Friday, October 1, 2004

bush/kerry debate comment by hugh hewitt

Thursday, September 30, 2004

by Hugh Hewitt (emphasis mine)

"With close to 30,000 visitors in the last hour, I am overwhelmed by e-mail of three types. First, from the lefties:" You stupid, %$#@* fool,etc. Kerry killed Bush. The forces of the left are on the march. We must leave Iraq! We must buy off Kim Jong Il! We need the approval of the French!"

From spooked Bush-supporters: "Most of the MSM talking heads are saying Kerry won on points!" True, and some of them are even Bush supporters. Which is why I watch the debates alone, which leads to a very different conclusion than my days of debate watching in television studios with their pressure of the collective voice pushes you towards "don't be wrong." So you overanalyze and over-react. MSM talking points thought that Kerry might pull a Gore, which would have finished him off. He didn't. He executed an excellent retreat to the left side of his party, and secured 45% in the general election. Ho-hum. The same folks that declared his Boston salute a brilliant bit of theater are now saying he's back in the race. Wrong in July, and wrong in September. Why?

Because as group three notes: "America will never elect a man who believes in (1)"global tests," or (2)that we can't be trusted with 'bunker-busters.'" Kerry trotted out vintage nuclear freeze thinking tonight, arguing that the United States' development of a new generation of nukes is a bad thing. No, it is not, because we are a good and responsible country. End of debate, because Kerry's distrust of our weaponry is really a distrust of our national purpose. As the president kept saying, it is about the core of the candidates, and at Bush's core is a certainty about America's purpose in the world and its essential goodness. At Kerry's core, despite many protestations to the contrary, is a deep suspicion of America with its nukes, its weapons, its preemption and its resolve to go it alone if necessary.

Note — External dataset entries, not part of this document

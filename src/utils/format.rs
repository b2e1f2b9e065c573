//! Formatting utilities for display values.

/// Format a byte count for display (e.g., "1.5 KB", "2.25 MB").
///
/// Base-1024 units, rounded to two decimals with trailing zeros
/// dropped. Zero is special-cased as "0 Bytes".
pub fn format_file_size(bytes: u64) -> String {
    const UNITS: [&str; 4] = ["Bytes", "KB", "MB", "GB"];

    if bytes == 0 {
        return "0 Bytes".to_string();
    }

    let exponent = ((bytes as f64).ln() / 1024f64.ln()).floor() as usize;
    let exponent = exponent.min(UNITS.len() - 1);
    let value = bytes as f64 / 1024f64.powi(exponent as i32);
    let rounded = (value * 100.0).round() / 100.0;

    format!("{} {}", trim_decimals(rounded), UNITS[exponent])
}

/// Render a rounded value the way JS numbers print: no trailing zeros,
/// no decimal point on whole numbers.
fn trim_decimals(value: f64) -> String {
    if value.fract() == 0.0 {
        format!("{}", value as u64)
    } else {
        let s = format!("{:.2}", value);
        s.trim_end_matches('0').trim_end_matches('.').to_string()
    }
}

#[cfg(test)]
mod tests {
    use super::*;

    #[test]
    fn test_zero_bytes() {
        assert_eq!(format_file_size(0), "0 Bytes");
    }

    #[test]
    fn test_small_sizes() {
        assert_eq!(format_file_size(1), "1 Bytes");
        assert_eq!(format_file_size(512), "512 Bytes");
        assert_eq!(format_file_size(1023), "1023 Bytes");
    }

    #[test]
    fn test_kilobytes() {
        assert_eq!(format_file_size(1024), "1 KB");
        assert_eq!(format_file_size(1536), "1.5 KB");
        assert_eq!(format_file_size(2048), "2 KB");
    }

    #[test]
    fn test_megabytes_and_gigabytes() {
        assert_eq!(format_file_size(1024 * 1024), "1 MB");
        assert_eq!(format_file_size(5 * 1024 * 1024 + 256 * 1024), "5.25 MB");
        assert_eq!(format_file_size(3 * 1024 * 1024 * 1024), "3 GB");
    }

    #[test]
    fn test_no_trailing_zeros() {
        // 1.50 KB should print as 1.5 KB, 1.10 as 1.1.
        assert_eq!(format_file_size(1126), "1.1 KB");
        assert!(!format_file_size(1536).contains("1.50"));
    }
}
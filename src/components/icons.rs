//! Centralized icon definitions.
//!
//! Icon theme is configured in `config.rs` via `ICON_THEME`.
//! This module maps semantic icon names to the selected theme's icons.

use icondata::Icon;

use crate::config::IconTheme;
use crate::models::Category;

// =============================================================================
// Theme Imports
// =============================================================================

mod lucide {
    pub use icondata::{
        LuArchive as Archive, LuArrowLeft as ArrowLeft, LuArrowRight as ArrowRight, LuBox as Box,
        LuCheck as Check, LuDownload as Download, LuFile as File, LuFileText as FileText,
        LuGlobe as Globe, LuHouse as Home, LuImage as Image, LuMoon as Moon, LuMusic as Music,
        LuRefreshCw as Refresh, LuSettings as Settings, LuSlidersHorizontal as Sliders,
        LuSparkles as Sparkles, LuSun as Sun, LuUpload as Upload, LuVideo as Video, LuX as Close,
        LuZap as Zap,
    };
}

mod bootstrap {
    pub use icondata::{
        BsArchive as Archive, BsArrowLeft as ArrowLeft, BsArrowRight as ArrowRight, BsBox as Box,
        BsCheckCircle as Check, BsDownload as Download, BsFileEarmark as File,
        BsFileEarmarkText as FileText, BsFilm as Video, BsGear as Settings, BsGlobe as Globe,
        BsHouseFill as Home, BsImage as Image, BsLightning as Zap, BsMoon as Moon,
        BsMusicNoteBeamed as Music, BsSliders as Sliders, BsStars as Sparkles, BsSun as Sun,
        BsUpload as Upload, BsXLg as Close, BsArrowRepeat as Refresh,
    };
}

// =============================================================================
// Icon Constants (selected based on theme)
// =============================================================================

macro_rules! themed_icon {
    ($name:ident, $theme_name:ident) => {
        pub const $name: Icon = match crate::config::ICON_THEME {
            IconTheme::Lucide => lucide::$theme_name,
            IconTheme::Bootstrap => bootstrap::$theme_name,
        };
    };
}

themed_icon!(UPLOAD, Upload);
themed_icon!(CLOSE, Close);
themed_icon!(FILE, File);
themed_icon!(FILE_TEXT, FileText);
themed_icon!(CHECK, Check);
themed_icon!(DOWNLOAD, Download);
themed_icon!(REFRESH, Refresh);
themed_icon!(HOME, Home);
themed_icon!(SPARKLES, Sparkles);
themed_icon!(ARROW_LEFT, ArrowLeft);
themed_icon!(ARROW_RIGHT, ArrowRight);
themed_icon!(ZAP, Zap);
themed_icon!(MOON, Moon);
themed_icon!(SUN, Sun);
themed_icon!(GLOBE, Globe);
themed_icon!(SLIDERS, Sliders);
themed_icon!(SETTINGS, Settings);
themed_icon!(IMAGE, Image);
themed_icon!(VIDEO, Video);
themed_icon!(MUSIC, Music);
themed_icon!(ARCHIVE, Archive);
themed_icon!(BOX, Box);

/// Themed icon for a catalog category.
pub fn category_icon(category: Category) -> Icon {
    match category {
        Category::Images => IMAGE,
        Category::Videos => VIDEO,
        Category::Audio => MUSIC,
        Category::Documents => FILE_TEXT,
        Category::Archives => ARCHIVE,
        Category::ThreeD => BOX,
    }
}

There's lots of other parts of Kerry's presentation that will melt tomorrow like a chalk sketch in a thunderstorm. Selling nuke fuel to Iran? "Outsourcing" Tora Bora? Here's my favorite e-mail of the night:

"Hugh,
Kerry’s comment stating that President Bush “outsourced” the fighting in Tora Bora was a direct slap in the face of all Special Operations soldiers. The whole Afghan campaign is a classic “Unconventional Warfare” scenario. A UW mission is one where teams of Green Berets enter a denied area (Afghanistan) and train a rebel force to overthrow a rogue government. Our Special Forces soldiers in Afghanistan accomplished in weeks, what Alexander the Great and the Soviet Union could not accomplish in years. John Kerry is an idiot.
______
Former SOTA Team Leader
10th Special Forces Group (Airborne)."


Kerry didn't pull a pratfall, which is a very good thing for the GOP. Bush will be re-elected and Kerry soundly defeated on the basis of their ideas about American power and the conduct of the war. No excuses about the left's candidate's inability to get the message down. Kerry got it down, and he delivered it, and it will be rejected. Bush's message, by contrast, will be accepted, confirmed, embraced. The strongest nation in the world is also the best nation in the world, and its voters will not trade in a president certain of that fact for one interested in passing the tests laid down for us by Chirac or Shroeder, or distrustful of our stewardship of nuclear weapons.

So don't turn off the talking heads. Study them and make notes on the necessity of ignoring the herd. You came to the right place. Would I like the president to deliver a better comeback? Four years ago I would have said yes. Now I am not so sure. I like him to get the big stuff right. And he has for nearly four years, and he did again tonight."